··· DATA LISTING ···
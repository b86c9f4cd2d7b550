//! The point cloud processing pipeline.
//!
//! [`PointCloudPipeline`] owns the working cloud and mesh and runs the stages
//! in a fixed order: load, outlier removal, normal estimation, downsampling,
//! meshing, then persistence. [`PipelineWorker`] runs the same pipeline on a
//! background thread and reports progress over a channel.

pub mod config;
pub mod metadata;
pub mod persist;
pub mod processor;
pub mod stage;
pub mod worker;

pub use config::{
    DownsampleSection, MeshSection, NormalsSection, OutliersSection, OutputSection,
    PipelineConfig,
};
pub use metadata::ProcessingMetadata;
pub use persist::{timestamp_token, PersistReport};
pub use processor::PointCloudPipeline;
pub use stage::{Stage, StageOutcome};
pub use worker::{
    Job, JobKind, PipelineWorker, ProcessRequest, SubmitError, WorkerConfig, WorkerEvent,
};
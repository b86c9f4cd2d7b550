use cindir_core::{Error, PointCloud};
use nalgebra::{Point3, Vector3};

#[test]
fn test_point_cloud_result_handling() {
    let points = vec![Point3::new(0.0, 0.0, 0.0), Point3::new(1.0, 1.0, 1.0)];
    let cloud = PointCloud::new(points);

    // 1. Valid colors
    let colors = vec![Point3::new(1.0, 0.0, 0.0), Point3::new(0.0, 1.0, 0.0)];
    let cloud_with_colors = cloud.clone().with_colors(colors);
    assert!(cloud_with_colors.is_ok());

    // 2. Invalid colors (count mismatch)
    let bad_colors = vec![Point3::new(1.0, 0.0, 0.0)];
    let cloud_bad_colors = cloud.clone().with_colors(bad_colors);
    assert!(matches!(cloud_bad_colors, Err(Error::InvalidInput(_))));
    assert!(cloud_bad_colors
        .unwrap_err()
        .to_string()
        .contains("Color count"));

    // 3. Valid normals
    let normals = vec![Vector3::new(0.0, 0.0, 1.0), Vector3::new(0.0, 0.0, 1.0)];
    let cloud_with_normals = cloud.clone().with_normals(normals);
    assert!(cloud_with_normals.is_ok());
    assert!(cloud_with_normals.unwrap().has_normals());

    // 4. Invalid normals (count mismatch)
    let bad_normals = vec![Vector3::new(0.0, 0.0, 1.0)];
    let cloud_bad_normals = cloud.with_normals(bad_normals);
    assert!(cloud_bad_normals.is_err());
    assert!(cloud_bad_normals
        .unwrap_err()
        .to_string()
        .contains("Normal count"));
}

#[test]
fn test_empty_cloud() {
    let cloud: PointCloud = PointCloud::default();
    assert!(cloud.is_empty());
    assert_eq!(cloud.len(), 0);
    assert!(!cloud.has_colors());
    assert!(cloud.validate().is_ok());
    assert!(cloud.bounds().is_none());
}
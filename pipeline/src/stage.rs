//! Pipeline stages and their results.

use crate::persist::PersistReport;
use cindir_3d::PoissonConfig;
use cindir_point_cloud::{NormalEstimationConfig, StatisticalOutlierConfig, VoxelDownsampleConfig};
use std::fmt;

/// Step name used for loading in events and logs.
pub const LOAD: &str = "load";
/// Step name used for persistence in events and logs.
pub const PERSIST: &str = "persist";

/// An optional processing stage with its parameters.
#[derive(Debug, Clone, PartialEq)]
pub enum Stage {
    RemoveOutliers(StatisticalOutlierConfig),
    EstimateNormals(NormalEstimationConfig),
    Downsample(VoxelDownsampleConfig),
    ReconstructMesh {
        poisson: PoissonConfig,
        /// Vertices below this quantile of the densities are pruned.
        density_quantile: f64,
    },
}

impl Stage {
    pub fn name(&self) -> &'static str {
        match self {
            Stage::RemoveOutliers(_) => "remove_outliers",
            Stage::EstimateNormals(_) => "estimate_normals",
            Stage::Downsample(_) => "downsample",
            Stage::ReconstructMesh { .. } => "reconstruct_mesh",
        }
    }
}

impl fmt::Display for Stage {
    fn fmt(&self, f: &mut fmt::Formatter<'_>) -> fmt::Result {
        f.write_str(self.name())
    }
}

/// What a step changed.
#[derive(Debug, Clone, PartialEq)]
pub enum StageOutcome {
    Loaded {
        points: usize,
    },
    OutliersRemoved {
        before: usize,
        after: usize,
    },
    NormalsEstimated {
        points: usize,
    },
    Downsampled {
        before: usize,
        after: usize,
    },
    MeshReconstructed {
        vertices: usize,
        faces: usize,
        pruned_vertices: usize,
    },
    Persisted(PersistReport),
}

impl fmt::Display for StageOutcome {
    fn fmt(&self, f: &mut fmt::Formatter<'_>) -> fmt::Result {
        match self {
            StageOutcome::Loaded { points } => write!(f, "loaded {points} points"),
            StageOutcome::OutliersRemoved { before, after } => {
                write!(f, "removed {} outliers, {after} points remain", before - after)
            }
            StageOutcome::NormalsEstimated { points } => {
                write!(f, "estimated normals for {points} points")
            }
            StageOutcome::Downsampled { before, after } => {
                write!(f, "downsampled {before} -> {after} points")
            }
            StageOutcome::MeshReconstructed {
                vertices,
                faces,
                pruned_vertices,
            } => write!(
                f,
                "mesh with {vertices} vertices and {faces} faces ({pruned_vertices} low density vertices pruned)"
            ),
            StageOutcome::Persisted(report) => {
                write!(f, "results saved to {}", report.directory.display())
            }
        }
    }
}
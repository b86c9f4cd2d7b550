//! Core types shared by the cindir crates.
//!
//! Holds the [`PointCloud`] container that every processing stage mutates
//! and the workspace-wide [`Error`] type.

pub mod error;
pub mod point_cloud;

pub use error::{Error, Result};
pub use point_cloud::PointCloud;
···
- [TASK STATEMENT]:
Each record above should be transcribed exactly.

- [RESULT OF THIS TASK]:
repository b86c9f4cd2d7b550
//! The point cloud processing pipeline.
//!
//! [`PointCloudPipeline`] owns the working cloud and mesh and runs the stages
//! in a fixed order: load, outlier removal, normal estimation, downsampling,
//! meshing, then persistence. [`PipelineWorker`] runs the same pipeline on a
//! background thread and reports progress over a channel.

pub mod config;
pub mod metadata;
pub mod persist;
pub mod processor;
pub mod stage;
pub mod worker;

pub use config::{
    DownsampleSection, MeshSection, NormalsSection, OutliersSection, OutputSection,
    PipelineConfig,
};
pub use metadata::ProcessingMetadata;
pub use persist::{timestamp_token, PersistReport};
pub use processor::PointCloudPipeline;
pub use stage::{Stage, StageOutcome};
pub use worker::{
    Job, JobKind, PipelineWorker, ProcessRequest, SubmitError, WorkerConfig, WorkerEvent,
};
repository b86c9f4cd2d7b550
use cindir_core::{Error, PointCloud};
use nalgebra::{Point3, Vector3};

#[test]
fn test_point_cloud_result_handling() {
    let points = vec![Point3::new(0.0, 0.0, 0.0), Point3::new(1.0, 1.0, 1.0)];
    let cloud = PointCloud::new(points);

    // 1. Valid colors
    let colors = vec![Point3::new(1.0, 0.0, 0.0), Point3::new(0.0, 1.0, 0.0)];
    let cloud_with_colors = cloud.clone().with_colors(colors);
    assert!(cloud_with_colors.is_ok());

    // 2. Invalid colors (count mismatch)
    let bad_colors = vec![Point3::new(1.0, 0.0, 0.0)];
    let cloud_bad_colors = cloud.clone().with_colors(bad_colors);
    assert!(matches!(cloud_bad_colors, Err(Error::InvalidInput(_))));
    assert!(cloud_bad_colors
        .unwrap_err()
        .to_string()
        .contains("Color count"));

    // 3. Valid normals
    let normals = vec![Vector3::new(0.0, 0.0, 1.0), Vector3::new(0.0, 0.0, 1.0)];
    let cloud_with_normals = cloud.clone().with_normals(normals);
    assert!(cloud_with_normals.is_ok());
    assert!(cloud_with_normals.unwrap().has_normals());

    // 4. Invalid normals (count mismatch)
    let bad_normals = vec![Vector3::new(0.0, 0.0, 1.0)];
    let cloud_bad_normals = cloud.with_normals(bad_normals);
    assert!(cloud_bad_normals.is_err());
    assert!(cloud_bad_normals
        .unwrap_err()
        .to_string()
        .contains("Normal count"));
}

#[test]
fn test_empty_cloud() {
    let cloud: PointCloud = PointCloud::default();
    assert!(cloud.is_empty());
    assert_eq!(cloud.len(), 0);
    assert!(!cloud.has_colors());
    assert!(cloud.validate().is_ok());
    assert!(cloud.bounds().is_none());
}
filename pipeline/src/stage.rs
//! Pipeline stages and their results.

use crate::persist::PersistReport;
use cindir_3d::PoissonConfig;
use cindir_point_cloud::{NormalEstimationConfig, StatisticalOutlierConfig, VoxelDownsampleConfig};
use std::fmt;

/// Step name used for loading in events and logs.
pub const LOAD: &str = "load";
/// Step name used for persistence in events and logs.
pub const PERSIST: &str = "persist";

/// An optional processing stage with its parameters.
#[derive(Debug, Clone, PartialEq)]
pub enum Stage {
    RemoveOutliers(StatisticalOutlierConfig),
    EstimateNormals(NormalEstimationConfig),
    Downsample(VoxelDownsampleConfig),
    ReconstructMesh {
        poisson: PoissonConfig,
        /// Vertices below this quantile of the densities are pruned.
        density_quantile: f64,
    },
}

impl Stage {
    pub fn name(&self) -> &'static str {
        match self {
            Stage::RemoveOutliers(_) => "remove_outliers",
            Stage::EstimateNormals(_) => "estimate_normals",
            Stage::Downsample(_) => "downsample",
            Stage::ReconstructMesh { .. } => "reconstruct_mesh",
        }
    }
}

impl fmt::Display for Stage {
    fn fmt(&self, f: &mut fmt::Formatter<'_>) -> fmt::Result {
        f.write_str(self.name())
    }
}

/// What a step changed.
#[derive(Debug, Clone, PartialEq)]
pub enum StageOutcome {
    Loaded {
        points: usize,
    },
    OutliersRemoved {
        before: usize,
        after: usize,
    },
    NormalsEstimated {
        points: usize,
    },
    Downsampled {
        before: usize,
        after: usize,
    },
    MeshReconstructed {
        vertices: usize,
        faces: usize,
        pruned_vertices: usize,
    },
    Persisted(PersistReport),
}

impl fmt::Display for StageOutcome {
    fn fmt(&self, f: &mut fmt::Formatter<'_>) -> fmt::Result {
        match self {
            StageOutcome::Loaded { points } => write!(f, "loaded {points} points"),
            StageOutcome::OutliersRemoved { before, after } => {
                write!(f, "removed {} outliers, {after} points remain", before - after)
            }
            StageOutcome::NormalsEstimated { points } => {
                write!(f, "estimated normals for {points} points")
            }
            StageOutcome::Downsampled { before, after } => {
                write!(f, "downsampled {before} -> {after} points")
            }
            StageOutcome::MeshReconstructed {
                vertices,
                faces,
                pruned_vertices,
            } => write!(
                f,
                "mesh with {vertices} vertices and {faces} faces ({pruned_vertices} low density vertices pruned)"
            ),
            StageOutcome::Persisted(report) => {
                write!(f, "results saved to {}", report.directory.display())
            }
        }
    }
}
repository b86c9f4cd2d7b550
//! Core types shared by the cindir crates.
//!
//! Holds the [`PointCloud`] container that every processing stage mutates
//! and the workspace-wide [`Error`] type.

pub mod error;
pub mod point_cloud;

pub use error::{Error, Result};
pub use point_cloud::PointCloud;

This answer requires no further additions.